Enrico, purtroppo ieri è arrivato un amaro e decisamente immeritato stop esterno a Montebelluna. Che partita è stata, che valutazioni ti senti di fare sulla prestazione della squadra?

“Premetto che ho scelto di parlare solo io per lasciare tranquilli giocatori, staff e direttore. Fatico comunque a trovare i commenti adeguati. Difficilmente capita di commentare un risultato così falso. Fa molto male. Difficile fare valutazioni perché è difficile valutare un qualcosa di surreale. Dobbiamo capire perché non riusciamo a vincere partite così”.

Sul risultato pesano in maniera evidente le decisioni arbitrali apparse davvero più che forzate nel primo tempo.
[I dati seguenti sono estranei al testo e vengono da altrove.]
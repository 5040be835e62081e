//! Resolution behavior: matching, parameter extraction, media negotiation,
//! and the three-stage tie-break.

use http::Method;
use routewarden::{
    MediaType, RegistryBuilder, RegistryConfig, ResolveError, RouteRegistry,
};

fn mt(s: &str) -> MediaType {
    s.parse().expect("media type")
}

fn assert_resolves_to(
    registry: &RouteRegistry,
    path: &str,
    accepted: &[MediaType],
    expected_handler: &str,
) {
    let result = registry
        .resolve(path, &Method::GET, accepted)
        .unwrap_or_else(|e| panic!("expected {path} to resolve: {e}"));
    assert_eq!(
        result.route.handler_name, expected_handler,
        "handler mismatch for {path}"
    );
}

#[test]
fn single_match_is_unambiguous() {
    let mut builder = RegistryBuilder::new();
    builder
        .register("app", "/f/g/i", Method::GET, &[mt("text/plain")], "only")
        .expect("register");
    let registry = builder.freeze();

    let result = registry
        .resolve("/f/g/i", &Method::GET, &[mt("text/plain")])
        .expect("resolve");
    assert_eq!(result.route.handler_name, "only");
    assert!(!result.ambiguous);
    assert!(result.also_matched.is_empty());
    assert!(result.conflict.is_none());
}

#[test]
fn path_parameters_are_extracted() {
    let mut builder = RegistryBuilder::new();
    builder
        .register(
            "app",
            "/users/{user_id}/posts/{post_id}",
            Method::GET,
            &[],
            "get_post",
        )
        .expect("register");
    let registry = builder.freeze();

    let result = registry
        .resolve("/users/7/posts/42", &Method::GET, &[])
        .expect("resolve");
    assert_eq!(result.get_path_param("user_id"), Some("7"));
    assert_eq!(result.get_path_param("post_id"), Some("42"));
    assert_eq!(result.get_path_param("missing"), None);

    let map = result.path_params_map();
    assert_eq!(map.get("user_id").map(String::as_str), Some("7"));
}

#[test]
fn no_route_found_for_unknown_path_or_method() {
    let mut builder = RegistryBuilder::new();
    builder
        .register("app", "/a", Method::GET, &[], "h")
        .expect("register");
    let registry = builder.freeze();

    let err = registry
        .resolve("/missing", &Method::GET, &[])
        .expect_err("unknown path");
    assert!(matches!(err, ResolveError::NoRouteFound { .. }));

    let err = registry
        .resolve("/a", &Method::POST, &[])
        .expect_err("method is matched exactly");
    assert!(matches!(err, ResolveError::NoRouteFound { .. }));
}

#[test]
fn no_route_found_when_media_types_are_disjoint() {
    let mut builder = RegistryBuilder::new();
    builder
        .register("app", "/data", Method::GET, &[mt("text/plain")], "h")
        .expect("register");
    let registry = builder.freeze();

    let err = registry
        .resolve("/data", &Method::GET, &[mt("application/json")])
        .expect_err("produced and accepted types do not intersect");
    assert!(matches!(err, ResolveError::NoRouteFound { .. }));
}

#[test]
fn static_segments_beat_parameters_regardless_of_order() {
    // Parameterized template registered first...
    let mut builder = RegistryBuilder::new();
    builder
        .register("app", "/a/{x}/c", Method::GET, &[], "param_handler")
        .expect("register");
    builder
        .register("app", "/a/b/c", Method::GET, &[], "static_handler")
        .expect("register");
    let registry = builder.freeze();
    assert_resolves_to(&registry, "/a/b/c", &[], "static_handler");

    // ...and registered last.
    let mut builder = RegistryBuilder::new();
    builder
        .register("app", "/a/b/c", Method::GET, &[], "static_handler")
        .expect("register");
    builder
        .register("app", "/a/{x}/c", Method::GET, &[], "param_handler")
        .expect("register");
    let registry = builder.freeze();
    assert_resolves_to(&registry, "/a/b/c", &[], "static_handler");

    // The parameterized route still serves everything else.
    assert_resolves_to(&registry, "/a/z/c", &[], "param_handler");
}

#[test]
fn exact_media_match_beats_wildcard_regardless_of_order() {
    let mut builder = RegistryBuilder::new();
    builder
        .register("app", "/f/g/j", Method::GET, &[mt("*/*")], "any_handler")
        .expect("register");
    builder
        .register(
            "app",
            "/f/g/j",
            Method::GET,
            &[mt("text/plain")],
            "text_handler",
        )
        .expect("register");
    let registry = builder.freeze();
    assert_resolves_to(
        &registry,
        "/f/g/j",
        &[mt("text/plain")],
        "text_handler",
    );

    let mut builder = RegistryBuilder::new();
    builder
        .register(
            "app",
            "/f/g/j",
            Method::GET,
            &[mt("text/plain")],
            "text_handler",
        )
        .expect("register");
    builder
        .register("app", "/f/g/j", Method::GET, &[mt("*/*")], "any_handler")
        .expect("register");
    let registry = builder.freeze();
    assert_resolves_to(
        &registry,
        "/f/g/j",
        &[mt("text/plain")],
        "text_handler",
    );
}

#[test]
fn earliest_registration_wins_the_final_tie_break() {
    let mut builder = RegistryBuilder::new();
    builder
        .register("one", "/a/b/c", Method::GET, &[mt("text/plain")], "first")
        .expect("register");
    builder
        .register("two", "/a/b/c", Method::GET, &[mt("text/plain")], "second")
        .expect("register");
    let registry = builder.freeze();

    for _ in 0..5 {
        let result = registry
            .resolve("/a/b/c", &Method::GET, &[mt("text/plain")])
            .expect("resolve");
        assert_eq!(result.route.handler_name, "first");
        assert!(result.ambiguous);
        assert_eq!(result.also_matched.len(), 1);
        assert_eq!(result.also_matched[0].handler_name, "second");
    }
}

#[test]
fn wildcard_accept_matches_any_produced_type() {
    let mut builder = RegistryBuilder::new();
    builder
        .register(
            "app",
            "/data",
            Method::GET,
            &[mt("application/json")],
            "json_handler",
        )
        .expect("register");
    let registry = builder.freeze();

    assert_resolves_to(&registry, "/data", &[mt("*/*")], "json_handler");
    // An empty accept list behaves the same way.
    assert_resolves_to(&registry, "/data", &[], "json_handler");
}

#[test]
fn trailing_slash_is_lenient_by_default() {
    let mut builder = RegistryBuilder::new();
    builder
        .register("app", "/a/b", Method::GET, &[], "h")
        .expect("register");
    let registry = builder.freeze();

    assert_resolves_to(&registry, "/a/b", &[], "h");
    assert_resolves_to(&registry, "/a/b/", &[], "h");
}

#[test]
fn strict_slash_keeps_variants_distinct() {
    let config = RegistryConfig {
        strict_slash: true,
        ..RegistryConfig::default()
    };
    let mut builder = RegistryBuilder::with_config(config);
    builder
        .register("app", "/a/b/", Method::GET, &[], "with_slash")
        .expect("register");
    builder
        .register("app", "/a/b", Method::GET, &[], "without_slash")
        .expect("register");
    let registry = builder.freeze();

    // No overlap in strict mode: these are two different routes.
    assert_eq!(registry.conflict_count(), 0);
    assert_resolves_to(&registry, "/a/b/", &[], "with_slash");
    assert_resolves_to(&registry, "/a/b", &[], "without_slash");
}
Purtroppo non è la prima volta nelle ultime settimane… Ti chiedo da un lato qual è il rammarico più grande e dall’altro come reagisce la Società a questa situazione?

“Premetto che mi prendo totalmente e personalmente la responsabilità delle mie parole, ma risulta onestamente difficile fare dei commenti equilibrati su questo. I provvedimenti presi oggi nel primo tempo sono al limite dell’imbarazzante. Ma ormai è successo, e noi su queste cose non possiamo fare niente, se non assistere inermi, prendere e portare a casa. Mi permetto solo di dire che ultimamente le gestioni nei nostri confronti, specie in trasferta, sono state tra l’imbarazzante e lo scandaloso e sinceramente ti fanno passare la voglia di lavorare per conseguire degli obiettivi sportivi. Nel 2018 in trasferta abbiamo visto già di tutto. Spero che almeno siano topiche casuali. E mi fermo qui per non andare oltre”.

 Da cosa ripartire ora? Che risposte la Società si aspetta dalla squadra?

“Ripartiamo dalla prestazione che sul piano del gioco e dell’intensità c’è sicuramente stata, come sempre, specie nel secondo tempo dove il predominio da questo punto di vista è stato veramente netto. Per questo fa ancora più male. Purtroppo ci capitano giornate così dove non riusciamo proprio a buttarla dentro, e buttiamo via davanti alla porta un’enorme mole di gioco ed occasioni. Ma anche se ieri fa davvero male, non dobbiamo demoralizzarci e continuare a lavorare come sempre”.

Nel prossimo turno sarete impegnati al Dal Molin contro il Legnago che è reduce da un bel successo sulla Liventina. Che partita dobbiamo aspettarci e quale dovrà essere lo spirito da vedere in campo?

“Dobbiamo metterci alle spalle tutto e reagire. Sono sicuro che i primi delusi e amareggiati da quanto successo oggi sono i giocatori, che faranno sicuramente di tutto per tornare al successo davanti al nostro pubblico. Sperando di dover affrontare solo gli avversari”.